Work required:
An exact copy of all the data below is needed.
★ ★ ★ ★
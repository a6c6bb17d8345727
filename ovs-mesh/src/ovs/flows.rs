use tracing::info;

use super::OfCtl;

const VETH_PORT: u8 = 9;
const TUNNEL_PORT: u8 = 10;
const FLOW_PRIORITY: u16 = 200;

/// Derives the rule cookie for a node IP. Swappable so a wider cookie can be
/// adopted later without touching the match syntax.
pub type CookieFn = fn(&str) -> String;

/// First byte of MD5 over the node IP, lowercase hex. A single byte keeps
/// the delete syntax compatible with the deployed tooling at the cost of a
/// ~1/256 collision chance across nodes.
pub fn md5_cookie(node_ip: &str) -> String {
    format!("{:x}", md5::compute(node_ip)[0])
}

/// Translates subnet assignments into OpenFlow rules on the bridge.
pub struct FlowProgrammer<C> {
    ofctl: C,
    local_ip: String,
    cookie: CookieFn,
}

impl<C: OfCtl> FlowProgrammer<C> {
    pub fn new(ofctl: C, local_ip: String) -> Self {
        Self {
            ofctl,
            local_ip,
            cookie: md5_cookie,
        }
    }

    pub fn with_cookie_fn(mut self, cookie: CookieFn) -> Self {
        self.cookie = cookie;
        self
    }

    pub fn local_ip(&self) -> &str {
        &self.local_ip
    }

    /// Installs the IP and ARP rules steering `subnet` either to the local
    /// veth port or through the tunnel to `node_ip`.
    pub async fn install_rules(&self, node_ip: &str, subnet: &str) {
        let cookie = (self.cookie)(node_ip);
        let rules = if node_ip == self.local_ip {
            local_rules(&cookie, subnet)
        } else {
            remote_rules(&cookie, node_ip, subnet)
        };
        for rule in &rules {
            info!("adding flow {rule}");
            self.ofctl.add_flow(rule).await;
        }
    }

    /// Drops the node's rules by cookie; the subnet no longer needs to be
    /// known at this point.
    pub async fn delete_rules(&self, node_ip: &str) {
        let cookie = (self.cookie)(node_ip);
        for spec in &delete_specs(&cookie, node_ip == self.local_ip) {
            info!("deleting flows {spec}");
            self.ofctl.del_flows(Some(spec.as_str())).await;
        }
    }

    /// Clean slate at node start; flows persist on the bridge across process
    /// restarts otherwise.
    pub async fn flush(&self) {
        self.ofctl.del_flows(None).await;
    }
}

fn local_rules(cookie: &str, subnet: &str) -> [String; 2] {
    ["ip", "arp"].map(|proto| {
        format!(
            "table=0,cookie=0x{cookie},priority={FLOW_PRIORITY},{proto},in_port={TUNNEL_PORT},nw_dst={subnet},actions=output:{VETH_PORT}"
        )
    })
}

fn remote_rules(cookie: &str, node_ip: &str, subnet: &str) -> [String; 2] {
    ["ip", "arp"].map(|proto| {
        format!(
            "table=0,cookie=0x{cookie},priority={FLOW_PRIORITY},{proto},in_port={VETH_PORT},nw_dst={subnet},actions=set_field:{node_ip}->tun_dst,output:{TUNNEL_PORT}"
        )
    })
}

fn delete_specs(cookie: &str, local: bool) -> [String; 2] {
    let in_port = if local { TUNNEL_PORT } else { VETH_PORT };
    ["ip", "arp"]
        .map(|proto| format!("table=0,cookie=0x{cookie}/0xffffffff,{proto},in_port={in_port}"))
}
★ ★ ★ ★
Answer area:
repository a6c6bb17d8345727
filename ovs-mesh/src/ovs/flows.rs
use tracing::info;

use super::OfCtl;

const VETH_PORT: u8 = 9;
const TUNNEL_PORT: u8 = 10;
const FLOW_PRIORITY: u16 = 200;

/// Derives the rule cookie for a node IP. Swappable so a wider cookie can be
/// adopted later without touching the match syntax.
pub type CookieFn = fn(&str) -> String;

/// First byte of MD5 over the node IP, lowercase hex. A single byte keeps
/// the delete syntax compatible with the deployed tooling at the cost of a
/// ~1/256 collision chance across nodes.
pub fn md5_cookie(node_ip: &str) -> String {
    format!("{:x}", md5::compute(node_ip)[0])
}

/// Translates subnet assignments into OpenFlow rules on the bridge.
pub struct FlowProgrammer<C> {
    ofctl: C,
    local_ip: String,
    cookie: CookieFn,
}

impl<C: OfCtl> FlowProgrammer<C> {
    pub fn new(ofctl: C, local_ip: String) -> Self {
        Self {
            ofctl,
            local_ip,
            cookie: md5_cookie,
        }
    }

    pub fn with_cookie_fn(mut self, cookie: CookieFn) -> Self {
        self.cookie = cookie;
        self
    }

    pub fn local_ip(&self) -> &str {
        &self.local_ip
    }

    /// Installs the IP and ARP rules steering `subnet` either to the local
    /// veth port or through the tunnel to `node_ip`.
    pub async fn install_rules(&self, node_ip: &str, subnet: &str) {
        let cookie = (self.cookie)(node_ip);
        let rules = if node_ip == self.local_ip {
            local_rules(&cookie, subnet)
        } else {
            remote_rules(&cookie, node_ip, subnet)
        };
        for rule in &rules {
            info!("adding flow {rule}");
            self.ofctl.add_flow(rule).await;
        }
    }

    /// Drops the node's rules by cookie; the subnet no longer needs to be
    /// known at this point.
    pub async fn delete_rules(&self, node_ip: &str) {
        let cookie = (self.cookie)(node_ip);
        for spec in &delete_specs(&cookie, node_ip == self.local_ip) {
            info!("deleting flows {spec}");
            self.ofctl.del_flows(Some(spec.as_str())).await;
        }
    }

    /// Clean slate at node start; flows persist on the bridge across process
    /// restarts otherwise.
    pub async fn flush(&self) {
        self.ofctl.del_flows(None).await;
    }
}

fn local_rules(cookie: &str, subnet: &str) -> [String; 2] {
    ["ip", "arp"].map(|proto| {
        format!(
            "table=0,cookie=0x{cookie},priority={FLOW_PRIORITY},{proto},in_port={TUNNEL_PORT},nw_dst={subnet},actions=output:{VETH_PORT}"
        )
    })
}

fn remote_rules(cookie: &str, node_ip: &str, subnet: &str) -> [String; 2] {
    ["ip", "arp"].map(|proto| {
        format!(
            "table=0,cookie=0x{cookie},priority={FLOW_PRIORITY},{proto},in_port={VETH_PORT},nw_dst={subnet},actions=set_field:{node_ip}->tun_dst,output:{TUNNEL_PORT}"
        )
    })
}

fn delete_specs(cookie: &str, local: bool) -> [String; 2] {
    let in_port = if local { TUNNEL_PORT } else { VETH_PORT };
    ["ip", "arp"]
        .map(|proto| format!("table=0,cookie=0x{cookie}/0xffffffff,{proto},in_port={in_port}"))
}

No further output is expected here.